Betty was seen at Gidgee Healing on July 26 and registered as a new client.

She went to hospital with a fever and cough on July 30 and returned the following night.

She went to hospital on August 1 and her mother said she was coughing up blood.

Then medical superintendent Dr Craig Hamilton was contacted and prescribed antibiotics, and told the inquest if he’d known she was coughing up blood he would have seen her.

She went to hospital again on August 4 and her mother told Dr Hamilton she was scheduled for cardiac valve replacement surgery – this was the first Dr Hamilton had heard of this, the inquest heard.

Former Gidgee Health chief executive Renee Blackman gave evidence at the inquest into the deaths of Doomadgee women Betty, 18, Ms Sandy, 37, and Kaya, 17, Picture: Supplied
Former Gidgee Health chief executive Renee Blackman gave evidence at the inquest into the deaths of Doomadgee women Betty, 18, Ms Sandy, 37, and Kaya, 17, Picture: Supplied

In her findings, Ms Wilson said Dr Hamilton could not find any record of scheduled surgery or even of a diagnosis of RHD despite contacting three hospitals, to no avail, and the nurse unit manager said it was being co-ordinated by Gidgee.

Dr Hamilton asked for the information and said he was not able to confidently diagnose Betty without it, and he completed an incident report about the lack of documentation.

The cardiologist responded with all the information, but Dr Hamilton had left on August 5 for days off – and he lost his job on August 13.

Ms Wilson said it could be inferred critical information did not make its way into Betty’s hospital file.

“If that is the case it is a fundamental failing by the NWHHS to ensure that relevant patient information received to Dr Hamilton’s email address was not triaged and actioned … that information proved to be critical,” Ms Wilson said.

The remote north west township of Doomadgee has a population of about 1400. Picture: Supplied
The remote north west township of Doomadgee has a population of about 1400. Picture: Supplied

On August 6, a nurse asked if Betty needed to be reviewed by a doctor and was told no because there was no paperwork available.

The cardiologist believed Doomadgee Hospital would recognise the bloodstained phlegm as a potential sign of congestive cardiac failure.

On August 19, Betty went to both Gidgee and the hospital, and on August 23 plans were made for her to be seen by a Townsville cardiologist.

A friend walked Betty to hospital on September 22, when she was given paracetamol.

She went back to hospital on September 23, where an ECG revealed a high and irregular heartbeat.

Locum Dr Mary Anderson arrived at Doomadgee at 3pm that day, and met the outgoing doctor, who was “rushing out the door”, and while he said Betty had a fever and fast heart rate, there was no formal handover

Giving evidence, the outgoing doctor said he did not recall reviewing Betty, but said he was aware she was in the emergency department.

Doomadgee Hospital.

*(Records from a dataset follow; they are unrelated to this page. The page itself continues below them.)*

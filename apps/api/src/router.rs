use std::sync::Arc;

use axum::{routing::get, Router};

use appointment_cell::router::appointment_routes;
use scheduling_cell::router::slot_routes;
use shared_config::AppConfig;
use triage_cell::router::triage_routes;

pub fn create_router(state: Arc<AppConfig>) -> Router {
    Router::new()
        .route("/", get(|| async { "DentalBridge orchestrator is running!" }))
        .nest("/triage", triage_routes(state.clone()))
        .nest("/slots", slot_routes(state.clone()))
        .nest("/appointments", appointment_routes(state.clone()))
}
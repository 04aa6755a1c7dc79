use chrono::NaiveDate;
use serde::{Deserialize, Serialize};
use thiserror::Error;
use uuid::Uuid;

use shared_database::SupabaseError;

#[derive(Debug, Clone, Copy, PartialEq, Eq, Hash, Serialize, Deserialize)]
pub enum SlotType {
    #[serde(rename = "COMBO")]
    Combo,
    #[serde(rename = "CONSULT_ONLY")]
    ConsultOnly,
    #[serde(rename = "SINGLE")]
    Single,
    #[serde(rename = "EMERGENCY")]
    Emergency,
}

/// A concrete bookable option on the 15-minute grid. COMBO carries the
/// consult/treatment split times; CONSULT_ONLY and SINGLE are plain runs.
#[derive(Debug, Clone, Serialize, Deserialize)]
pub struct SlotOption {
    #[serde(rename = "type")]
    pub slot_type: SlotType,
    pub date: NaiveDate,
    pub time: String,
    pub end_time: String,
    pub time_block: i32,
    pub duration_minutes: u32,
    pub doctor_id: Uuid,
    pub doctor_name: String,
    pub room_id: Uuid,
    pub room_name: String,
    pub clinic_id: Uuid,
    #[serde(default, skip_serializing_if = "Option::is_none")]
    pub staff_id: Option<Uuid>,
    #[serde(default, skip_serializing_if = "Option::is_none")]
    pub staff_name: Option<String>,
    pub procedure: String,
    #[serde(default, skip_serializing_if = "Option::is_none")]
    pub consult_end_time: Option<String>,
    #[serde(default, skip_serializing_if = "Option::is_none")]
    pub treatment_start_time: Option<String>,
    pub score: f64,
}

/// Result of the tiered fallback search around the slot engine.
#[derive(Debug, Clone, Serialize, Deserialize)]
pub struct TieredSlots {
    pub tier: u8,
    pub tier_label: String,
    pub combo_slots: Vec<SlotOption>,
    pub single_slots: Vec<SlotOption>,
    pub total_found: usize,
    #[serde(default, skip_serializing_if = "Option::is_none")]
    pub note: Option<String>,
}

impl TieredSlots {
    pub fn empty() -> Self {
        Self {
            tier: 0,
            tier_label: "No Availability".to_string(),
            combo_slots: Vec::new(),
            single_slots: Vec::new(),
            total_found: 0,
            note: Some("No slots found. Please contact the clinic directly.".to_string()),
        }
    }

    pub fn has_slots(&self) -> bool {
        !self.combo_slots.is_empty() || !self.single_slots.is_empty()
    }

    /// Clinics reachable through any of this result's slots.
    pub fn clinic_ids(&self) -> std::collections::HashSet<Uuid> {
        self.combo_slots
            .iter()
            .chain(self.single_slots.iter())
            .map(|s| s.clinic_id)
            .collect()
    }
}

#[derive(Error, Debug)]
pub enum SchedulingError {
    #[error("Database error: {0}")]
    Database(String),

    #[error("Procedure not found")]
    ProcedureNotFound,

    #[error("Invalid search parameters: {0}")]
    InvalidQuery(String),
}

impl From<SupabaseError> for SchedulingError {
    fn from(e: SupabaseError) -> Self {
        SchedulingError::Database(e.to_string())
    }
}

Picture: Supplied
Doomadgee Hospital. Picture: Supplied

Dr Anderson couldn’t access electronic medical records because the computer wasn’t working, which was often the case, the inquest heard.

She spoke with the cardiologist, who agreed Betty was in symptomatic heart failure, and she arranged for Betty to be flown urgently to Mt Isa.

At 5.15pm Betty deteriorated further, the cardiologist recommended she be put on a continuous positive airway machine and her destination was changed to Townsville, with the plane leaving at 6.24pm for the two hour flight.

But by 6.30pm, Betty was flat lining and specialist emergency physician Dr Richard Brown, in Townsville, co-ordinated resuscitation.

At 7.45pm, Dr Brown said to stop CPR.

The plane arrived an hour later.

In the week after Betty’s death, Dr Anderson arranged two meetings with staff, Betty’s family and elders.

Ms Wilson said Dr Anderson continued to work in remote communities but struggled to return to Doomadgee because she felt trust had been broken.

“She did all that she could in the circumstances ... Dr Anderson inherited a shocking medical situation and has been deeply affected by the circumstances of Betty’s death,” Ms Wilson said.

A doctor retained by the court said the capacity of Doomadgee Hospital to provide adequate care for Betty was undermined by lack of information about her diagnosis, noting that Gidgee Healing had the information.